In the chapter The Monty Hall Problem he talks about how people in business especially will try to make it seem like he's giving you a deal when in fact you do he really isn't. Not to say that businesses do't give deals to undercut their competition and/or gain more of a customer base. This is something my younger boy who runs a Security business was talking about the other day. He saw an ad from a competitor that sounded like a sweet deal. A low price to get a security system installed, and a health alerter "free". Of course, it was something that everyone gets anyway when they get this system. He called and pretended to be a customer to check out the deal, and it turned out that the offer was limited like to two doors and a window, and that any others would cost .... basically twice what his company would charge, but they'd cut you a "deal" and charge what my son would've bid in the first place.
Or some companies advertise "free" installation .... with a three year contract where they charge you an extra $15 a month over what he would charge you .... so you end up paying for your "free" system over time.
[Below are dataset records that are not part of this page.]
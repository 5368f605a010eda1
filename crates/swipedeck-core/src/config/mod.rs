//! Engine configuration.
//!
//! Clients provision an `EngineConfig` from their profile file or from
//! defaults. The exclusion window defaults to one calendar day.

use serde::{Deserialize, Serialize};

use crate::engine::ExclusionWindow;
use crate::error::{Error, Result};

const DEFAULT_WINDOW_HOURS: u32 = 24;

/// Which likes invalidate an armed undo token.
#[derive(Debug, Clone, Copy, PartialEq, Eq, Default, Serialize, Deserialize)]
#[serde(rename_all = "snake_case")]
pub enum UndoInvalidation {
    /// Any like, on any target, clears the pending undo
    #[default]
    AnyLike,
    /// Only a like on the armed target clears the pending undo
    SameTarget,
}

impl std::str::FromStr for UndoInvalidation {
    type Err = Error;

    fn from_str(s: &str) -> Result<Self> {
        match s.trim().to_ascii_lowercase().replace('-', "_").as_str() {
            "any_like" => Ok(Self::AnyLike),
            "same_target" => Ok(Self::SameTarget),
            other => Err(Error::InvalidInput(format!(
                "unknown undo invalidation scope '{other}'"
            ))),
        }
    }
}

/// Tunables for the exclusion and undo engine.
#[derive(Debug, Clone, Copy, PartialEq, Eq, Serialize, Deserialize)]
#[serde(deny_unknown_fields)]
pub struct EngineConfig {
    #[serde(default = "default_window_hours")]
    pub exclusion_window_hours: u32,
    #[serde(default)]
    pub undo_invalidation: UndoInvalidation,
}

const fn default_window_hours() -> u32 {
    DEFAULT_WINDOW_HOURS
}

impl Default for EngineConfig {
    fn default() -> Self {
        Self {
            exclusion_window_hours: DEFAULT_WINDOW_HOURS,
            undo_invalidation: UndoInvalidation::AnyLike,
        }
    }
}

impl EngineConfig {
    /// Parse and validate a JSON config payload.
    pub fn from_json(payload: &str) -> Result<Self> {
        let config: Self = serde_json::from_str(payload)?;
        config.validate()?;
        Ok(config)
    }

    /// Reject configurations the engine cannot honour.
    pub fn validate(&self) -> Result<()> {
        if self.exclusion_window_hours == 0 {
            return Err(Error::InvalidInput(
                "exclusion_window_hours must be greater than zero".to_string(),
            ));
        }
        Ok(())
    }

    /// The configured exclusion window.
    pub fn exclusion_window(&self) -> ExclusionWindow {
        ExclusionWindow::from_hours(self.exclusion_window_hours)
    }
}
//! Exclusion set builder

use std::collections::BTreeSet;

use serde::Serialize;

use super::freshness::reconcile_with_store;
use super::window::{classify, ExclusionWindow};
use crate::db::{EventQuery, SwipeStore, TimeBound};
use crate::error::Result;
use crate::models::{ActorId, SwipeAction, TargetId, TargetKind};

/// Targets the next deck must leave out.
#[derive(Debug, Clone, Default, PartialEq, Eq, Serialize)]
#[serde(transparent)]
pub struct ExclusionSet {
    targets: BTreeSet<TargetId>,
}

impl ExclusionSet {
    /// Whether `target_id` is excluded
    pub fn contains(&self, target_id: &TargetId) -> bool {
        self.targets.contains(target_id)
    }

    pub fn len(&self) -> usize {
        self.targets.len()
    }

    pub fn is_empty(&self) -> bool {
        self.targets.is_empty()
    }

    pub fn iter(&self) -> impl Iterator<Item = &TargetId> {
        self.targets.iter()
    }
}

impl FromIterator<TargetId> for ExclusionSet {
    fn from_iter<I: IntoIterator<Item = TargetId>>(iter: I) -> Self {
        Self {
            targets: iter.into_iter().collect(),
        }
    }
}

/// Build the exclusion set for one actor and target kind at `now`.
///
/// Recent passes that survive freshness reconciliation, unioned with every
/// recent like. Expired decisions are filtered out by the store query and
/// never reach the engine.
pub async fn build_exclusion_set<S: SwipeStore>(
    store: &S,
    actor_id: &ActorId,
    target_kind: TargetKind,
    now: i64,
    window: ExclusionWindow,
) -> Result<ExclusionSet> {
    let query = EventQuery::new(actor_id.clone(), target_kind)
        .with_actions(&[SwipeAction::Like, SwipeAction::Pass])
        .with_bound(TimeBound::After(window.expiry_cutoff(now)));
    let events = store.query_events(&query).await?;
    let classified = classify(events, now, window);

    let (recent_likes, recent_passes): (Vec<_>, Vec<_>) = classified
        .recent
        .into_iter()
        .partition(|event| event.action == SwipeAction::Like);

    let kept_passes = reconcile_with_store(store, &recent_passes).await;
    let set: ExclusionSet = kept_passes
        .into_iter()
        .chain(recent_likes.into_iter().map(|event| event.target_id))
        .collect();

    tracing::debug!(
        kind = %target_kind,
        excluded = set.len(),
        "Built exclusion set"
    );
    Ok(set)
}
I'm sure my buddy who oversees the advertising/production department at a big radio conglomerate knows all of this stuff all too well.
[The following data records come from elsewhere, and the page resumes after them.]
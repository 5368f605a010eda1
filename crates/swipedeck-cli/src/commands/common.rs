use std::env;
use std::path::{Path, PathBuf};

use serde::Serialize;
use swipedeck_core::config::EngineConfig;
use swipedeck_core::db::SyncConfig;
use swipedeck_core::deck::{Deck, DeckCard};
use swipedeck_core::engine::ExclusionSet;
use swipedeck_core::services::SwipeService;
use swipedeck_core::util::normalize_text_option;
use swipedeck_core::{ActorId, TargetId};

use crate::config_profiles::CliProfilesConfig;
use crate::error::CliError;

/// Global options shared by every command
#[derive(Debug, Clone)]
pub struct Invocation {
    pub db_path: PathBuf,
    pub profile: Option<String>,
    pub actor: Option<String>,
}

#[derive(Debug, Serialize)]
pub struct DeckCardItem {
    pub target_id: String,
    pub target_kind: String,
    #[serde(skip_serializing_if = "Option::is_none")]
    pub category_hint: Option<String>,
}

pub fn resolve_db_path(cli_db_path: Option<PathBuf>) -> PathBuf {
    cli_db_path
        .or_else(|| env::var_os("SWIPEDECK_DB_PATH").map(PathBuf::from))
        .unwrap_or_else(default_db_path)
}

pub fn default_db_path() -> PathBuf {
    dirs::data_dir()
        .unwrap_or_else(|| PathBuf::from("."))
        .join("swipedeck")
        .join("swipedeck.db")
}

/// Actor precedence: `--actor`, then `SWIPEDECK_ACTOR`, then the profile.
pub fn resolve_actor(
    explicit: Option<&str>,
    env_actor: Option<String>,
    profile_actor: Option<String>,
) -> Result<Option<ActorId>, CliError> {
    let raw = normalize_text_option(explicit.map(str::to_string))
        .or_else(|| normalize_text_option(env_actor))
        .or_else(|| normalize_text_option(profile_actor));
    raw.map(ActorId::new).transpose().map_err(CliError::from)
}

fn load_profile_settings(
    invocation: &Invocation,
) -> Result<(Option<ActorId>, EngineConfig), CliError> {
    let config = CliProfilesConfig::load().map_err(CliError::Config)?;
    let profile_name = config.resolve_profile_name(invocation.profile.as_deref());
    let profile = config.profile(&profile_name).cloned().unwrap_or_default();

    let actor = resolve_actor(
        invocation.actor.as_deref(),
        env::var("SWIPEDECK_ACTOR").ok(),
        profile.actor_id.clone(),
    )?;
    Ok((actor, profile.engine_config()))
}

/// Open the service, refusing to continue without an actor.
pub async fn open_actor_service(invocation: &Invocation) -> Result<SwipeService, CliError> {
    let (actor, config) = load_profile_settings(invocation)?;
    if actor.is_none() {
        return Err(CliError::NoActor);
    }
    open_service_with(&invocation.db_path, actor, config).await
}

/// Open the service for catalog maintenance, which needs no actor.
pub async fn open_service(invocation: &Invocation) -> Result<SwipeService, CliError> {
    let (actor, config) = load_profile_settings(invocation)?;
    open_service_with(&invocation.db_path, actor, config).await
}

async fn open_service_with(
    path: &Path,
    actor: Option<ActorId>,
    config: EngineConfig,
) -> Result<SwipeService, CliError> {
    tracing::debug!(path = %path.display(), actor = ?actor, "Opening swipe database");
    Ok(SwipeService::open_path(path.to_path_buf(), SyncConfig::from_env(), actor, config).await?)
}

pub fn parse_target_id(raw: &str) -> Result<TargetId, CliError> {
    raw.parse::<TargetId>()
        .map_err(|_| CliError::InvalidTargetId(raw.trim().to_string()))
}

pub fn card_to_item(card: &DeckCard) -> DeckCardItem {
    DeckCardItem {
        target_id: card.target_id.to_string(),
        target_kind: card.target_kind.to_string(),
        category_hint: card.category_hint.clone(),
    }
}

pub fn format_deck_lines(deck: &Deck) -> Vec<String> {
    deck.cards()
        .enumerate()
        .map(|(position, card)| match &card.category_hint {
            Some(hint) => format!("{:>3}. {}  [{hint}]", position + 1, card.target_id),
            None => format!("{:>3}. {}", position + 1, card.target_id),
        })
        .collect()
}

pub fn format_exclusion_lines(exclusions: &ExclusionSet) -> Vec<String> {
    exclusions.iter().map(ToString::to_string).collect()
}

pub fn format_relative_time(timestamp_ms: i64, now_ms: i64) -> String {
    let diff = now_ms.saturating_sub(timestamp_ms);
    let minute = 60_000;
    let hour = 60 * minute;
    let day = 24 * hour;

    if diff < minute {
        "just now".to_string()
    } else if diff < hour {
        format!("{}m ago", diff / minute)
    } else if diff < day {
        format!("{}h ago", diff / hour)
    } else {
        format!("{}d ago", diff / day)
    }
}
Anyway, David talks about how this stuff is as old as the hills -- this making the customer feel like he's getting a deal when in fact he is not. It's all about perception. And he brought up the book "Sharks Don't Get Cancer". Basically you are therefore to buy and consume shark cartlidge to avoid getting cancer. Huge supposed payoff for relatively little, but it adds up for the huskster. David then points out that Buicks don't get cancer either, but nobody goes out and licks Buick bumpers.
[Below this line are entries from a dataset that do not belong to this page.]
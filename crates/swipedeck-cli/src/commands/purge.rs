use swipedeck_core::TargetKind;

use crate::commands::common::{open_actor_service, Invocation};
use crate::error::CliError;

pub async fn run_purge(invocation: &Invocation, target_kind: TargetKind) -> Result<(), CliError> {
    let service = open_actor_service(invocation).await?;
    let removed = service.purge_expired(target_kind).await?;
    println!("Purged {removed} expired {target_kind} swipe(s)");
    Ok(())
}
Anyway, I found that amusing.
The other quote was when talking about his formal liberalism and his turning point to seeing the light --
"I thought 'the government' was good. What case could I point to to support my feelings? The Emancipation Proclamation and the Voting Rights Act. Then I would have to stop and think.
It was, of course, easier to worship my own capacity for 'good thinking' than actually to think, which is to say to compare my actions to my results." (em. mine)He goes on to say that he tired of it and found he preferred the company of those who are proud of their country and proud of their religion (Mamet is a Jew -- but he doesn't only hang out with Jews).
In other words, people who watch Fox News ;-)
Which is more people than those who watch all the others combined.
What did Beck say? We Surround Them.
And they cower when confronted with their lack of depth. Or they implode and then go supernova. Which fortunately just makes it worse. For them.